A Functional DNase I Coating to Prevent Adhesion of Bacteria and the Formation of Biofilm

Biofilms are detrimental in many industrial and biomedical applications and prevention of biofilm formation has been a prime challenge for decades. Biofilms consist of communities of adhering bacteria, supported and protected by extracellular-polymeric-substances (EPS), the so-called house of biofilm organisms.
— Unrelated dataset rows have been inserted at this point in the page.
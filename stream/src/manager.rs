//! Connection supervisor.
//!
//! One supervisor task per pipeline owns the full connection lifecycle and
//! every piece of mutable pipeline state (connection status, ring buffer,
//! whale alert), so all mutation is serialized through a single writer.
//!
//! Lifecycle: `Disconnected → Connecting → Connected`, with a single
//! fallback-endpoint retry after the primary fails and a hard halt on a
//! rate-limit signal. Inbound frames are processed to completion, strictly
//! sequentially, inside one `select!` loop; the stabilization delay, the
//! fallback backoff, and the alert decay are cancellable branches of that
//! same loop, so arming a new timer of a category structurally replaces the
//! previous one.

use std::sync::Arc;
use std::sync::atomic::{AtomicBool, Ordering};
use std::time::Duration;

use tokio::sync::mpsc::error::TrySendError;
use tokio::sync::{mpsc, watch};
use tokio::time::{Instant, sleep_until};
use tracing::{debug, info, warn};

use crate::alert::WhaleAlert;
use crate::buffer::RingBuffer;
use crate::decoder::{self, DecodeError};
use crate::transport::{LiquidationTransport, TransportError, TransportEvent, TransportHandle};
use crate::types::{ConnectionState, ConnectionStatus, Liquidation, StreamConfig, StreamSnapshot};

/// Requests from the facade to the supervisor.
pub(crate) enum Command {
    Stop,
    Observe(mpsc::Sender<Liquidation>),
}

/// How a connected session ended.
enum SessionEnd {
    Stop,
    Disrupted(TransportError),
}

pub(crate) struct Supervisor<T> {
    cfg: StreamConfig,
    transport: Arc<T>,
    buffer: RingBuffer,
    alert: WhaleAlert,
    status: ConnectionStatus,
    observers: Vec<mpsc::Sender<Liquidation>>,
    seq: u64,
    snapshots: watch::Sender<StreamSnapshot>,
    stopped: Arc<AtomicBool>,
}

impl<T: LiquidationTransport> Supervisor<T> {
    pub(crate) fn new(
        cfg: StreamConfig,
        transport: Arc<T>,
        snapshots: watch::Sender<StreamSnapshot>,
        stopped: Arc<AtomicBool>,
    ) -> Self {
        let buffer = RingBuffer::new(cfg.capacity);
        let alert = WhaleAlert::new(cfg.whale_threshold, cfg.alert_decay);
        Self {
            cfg,
            transport,
            buffer,
            alert,
            status: ConnectionStatus::default(),
            observers: Vec::new(),
            seq: 0,
            snapshots,
            stopped,
        }
    }

    pub(crate) async fn run(mut self, mut commands: mpsc::Receiver<Command>) {
        // Stabilization delay keeps the first attempt from racing process
        // startup; stop and subscriber loss both cancel it.
        self.transition(ConnectionState::Connecting, None, 0);
        if !self.park(self.cfg.stabilize_delay, &mut commands).await {
            return;
        }

        let mut on_primary = true;
        let mut attempt: u32 = 0;

        loop {
            let url = if on_primary {
                self.cfg.primary_url.clone()
            } else {
                self.cfg.fallback_url.clone()
            };
            info!(endpoint = %url, attempt, "connecting to liquidation feed");

            let (event_tx, event_rx) = mpsc::channel(256);
            let disruption = match self.transport.open(&url, event_tx).await {
                Ok(handle) => {
                    info!(endpoint = %url, "liquidation feed connected");
                    attempt = 0;
                    self.transition(ConnectionState::Connected, None, 0);
                    match self.pump(event_rx, &mut commands, handle).await {
                        SessionEnd::Stop => return,
                        SessionEnd::Disrupted(err) => err,
                    }
                }
                Err(err) => err,
            };

            match disruption {
                TransportError::RateLimited(_) => {
                    // Reconnecting straight into a rate limit would worsen
                    // it; only an external restart may try again.
                    warn!(error = %disruption, "rate limited; reconnection suppressed");
                    self.transition(
                        ConnectionState::Error,
                        Some(disruption.to_string()),
                        attempt,
                    );
                    return;
                }
                TransportError::Network(ref msg) if on_primary && attempt == 0 => {
                    warn!(
                        error = %msg,
                        backoff_ms = self.cfg.fallback_backoff.as_millis() as u64,
                        "primary feed lost; trying fallback endpoint"
                    );
                    on_primary = false;
                    attempt = 1;
                    self.transition(ConnectionState::Connecting, Some(msg.clone()), attempt);
                    if !self.park(self.cfg.fallback_backoff, &mut commands).await {
                        return;
                    }
                }
                TransportError::Network(msg) => {
                    // The single fallback attempt is spent. Staying down
                    // until an external restart avoids a reconnect storm.
                    warn!(error = %msg, "fallback exhausted; feed stays down until restarted");
                    self.transition(ConnectionState::Disconnected, Some(msg), attempt);
                    return;
                }
            }
        }
    }

    /// Drive one connected session until stop or disruption.
    async fn pump(
        &mut self,
        mut events: mpsc::Receiver<TransportEvent>,
        commands: &mut mpsc::Receiver<Command>,
        handle: TransportHandle,
    ) -> SessionEnd {
        loop {
            let decay = self.alert.deadline();
            tokio::select! {
                cmd = commands.recv() => match cmd {
                    Some(Command::Stop) | None => {
                        // Deregister the pump before closing so no frame is
                        // processed once teardown has begun.
                        drop(events);
                        handle.close();
                        return SessionEnd::Stop;
                    }
                    Some(Command::Observe(tx)) => self.observers.push(tx),
                },
                _ = self.snapshots.closed() => {
                    debug!("last subscriber gone; closing feed");
                    drop(events);
                    handle.close();
                    return SessionEnd::Stop;
                }
                _ = decay_wait(decay) => {
                    if !self.stopped.load(Ordering::SeqCst) {
                        self.alert.expire(Instant::now());
                        debug!("whale alert expired");
                        self.publish();
                    }
                }
                ev = events.recv() => match ev {
                    Some(TransportEvent::Frame(raw)) => self.handle_frame(&raw),
                    Some(TransportEvent::Disrupted(err)) => return SessionEnd::Disrupted(err),
                    None => {
                        return SessionEnd::Disrupted(TransportError::Network(
                            "transport pump ended".to_string(),
                        ));
                    }
                },
            }
        }
    }

    /// Decode → buffer insert → alert observe → observer delivery →
    /// snapshot publish, to completion, before the next frame is touched.
    fn handle_frame(&mut self, raw: &str) {
        // A queued frame can win the select race against the Stop command;
        // once stop has returned, nothing may mutate or reach observers.
        if self.stopped.load(Ordering::SeqCst) {
            return;
        }
        let event = match decoder::decode(raw, self.seq) {
            Ok(event) => event,
            Err(DecodeError::MalformedPayload(reason)) => {
                // Skip-and-continue; the connection itself is healthy.
                debug!(%reason, "dropping malformed frame");
                return;
            }
        };
        self.seq += 1;

        self.buffer.insert(event.clone());
        let whale = self.alert.observe(&event, Instant::now());
        if whale && event.notional >= self.cfg.whale_threshold {
            info!(
                symbol = %event.symbol,
                notional = event.notional,
                "whale liquidation"
            );
        } else {
            debug!(
                symbol = %event.symbol,
                side = ?event.side,
                notional = event.notional,
                "liquidation"
            );
        }

        // Observer delivery is isolated: a dropped observer is forgotten, a
        // full one skips this event, and neither stalls frame processing.
        let delivered = event.clone();
        self.observers.retain(|tx| match tx.try_send(delivered.clone()) {
            Ok(()) => true,
            Err(TrySendError::Full(_)) => true,
            Err(TrySendError::Closed(_)) => false,
        });

        self.publish();
    }

    /// Sleep for `delay` while staying responsive to stop, subscriber loss,
    /// and alert decay. Returns false when the pipeline should tear down
    /// instead of proceeding.
    async fn park(&mut self, delay: Duration, commands: &mut mpsc::Receiver<Command>) -> bool {
        let wake = Instant::now() + delay;
        loop {
            let decay = self.alert.deadline();
            tokio::select! {
                _ = sleep_until(wake) => return true,
                cmd = commands.recv() => match cmd {
                    Some(Command::Stop) | None => return false,
                    Some(Command::Observe(tx)) => self.observers.push(tx),
                },
                _ = self.snapshots.closed() => return false,
                _ = decay_wait(decay) => {
                    if !self.stopped.load(Ordering::SeqCst) {
                        self.alert.expire(Instant::now());
                        self.publish();
                    }
                }
            }
        }
    }

    fn transition(&mut self, state: ConnectionState, error: Option<String>, attempt: u32) {
        self.status = ConnectionStatus {
            state,
            error,
            attempt,
        };
        self.publish();
    }

    fn publish(&self) {
        // Once stop has been observed by the facade, nothing may become
        // visible to subscribers anymore.
        if self.stopped.load(Ordering::SeqCst) {
            return;
        }
        let _ = self.snapshots.send(StreamSnapshot {
            liquidations: self.buffer.snapshot(),
            connection: self.status.clone(),
            whale_alert: self.alert.is_active(),
        });
    }
}

async fn decay_wait(deadline: Option<Instant>) {
    match deadline {
        Some(at) => sleep_until(at).await,
        None => std::future::pending().await,
    }
}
EPS consists of water, proteins, polysaccharides and extracellular-DNA (eDNA). eDNA, being the longest molecule in EPS, connects the different EPS components and therewith holds an adhering biofilm together. eDNA is associated with bacterial cell surfaces by specific and non-specific mechanisms, mediating binding of other biopolymers in EPS. eDNA therewith assists in facilitating adhesion, aggregation and maintenance of biofilm structure. Here, a new method is described to prevent biofilm formation on surfaces by applying a DNase I enzyme coating to polymethylmethacrylate, using dopamine as an intermediate. The intermediate coupling layer and final DNase I coating are characterized by water-contact-angle measurements and X-ray photoelectron-spectroscopy. The DNase I coating strongly reduces adhesion of Staphylococcus aureus (95%) and Pseudomonas aeruginosa (99%) and prevents biofilm formation up to 14 h, without affecting mammalian cell adhesion and proliferation. Also agarose-gel-electrophoresis indicates loss of enzyme activity between 8 and 24 h. This duration however, is similar to many local antibiotic-delivery devices, which makes it an ideal coating for biomaterial implants and devices, known to fail due to biofilm formation with disastrous consequences for patients and high costs to the healthcare system. With threatening increases in antibiotic resistance, the DNase I coating may provide a timely, potent new approach to biofilm prevention on biomaterial implants and devices.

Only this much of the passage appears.